_Problem requirements_. Once you have reviewed the listing below, restate it word for word.

_Extracted data_.

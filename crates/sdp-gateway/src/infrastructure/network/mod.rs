//! Network infrastructure for the gateway.
//!
//! # Sub-modules
//!
//! - **`spa_listener`** – Binds the gateway's UDP knock port.  Validated
//!   knocks become admission entries; nothing is ever sent back.
//!
//! - **`gateway_listener`** – The TLS port.  Enforces Gate 1 (admission
//!   entry) and Gate 2 (device-bound client certificate) before handing the
//!   connection to the upstream proxy.

pub mod gateway_listener;
pub mod spa_listener;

_Task solution_.
filename crates/sdp-gateway/src/infrastructure/network/mod.rs
//! Network infrastructure for the gateway.
//!
//! # Sub-modules
//!
//! - **`spa_listener`** – Binds the gateway's UDP knock port.  Validated
//!   knocks become admission entries; nothing is ever sent back.
//!
//! - **`gateway_listener`** – The TLS port.  Enforces Gate 1 (admission
//!   entry) and Gate 2 (device-bound client certificate) before handing the
//!   connection to the upstream proxy.

pub mod gateway_listener;
pub mod spa_listener;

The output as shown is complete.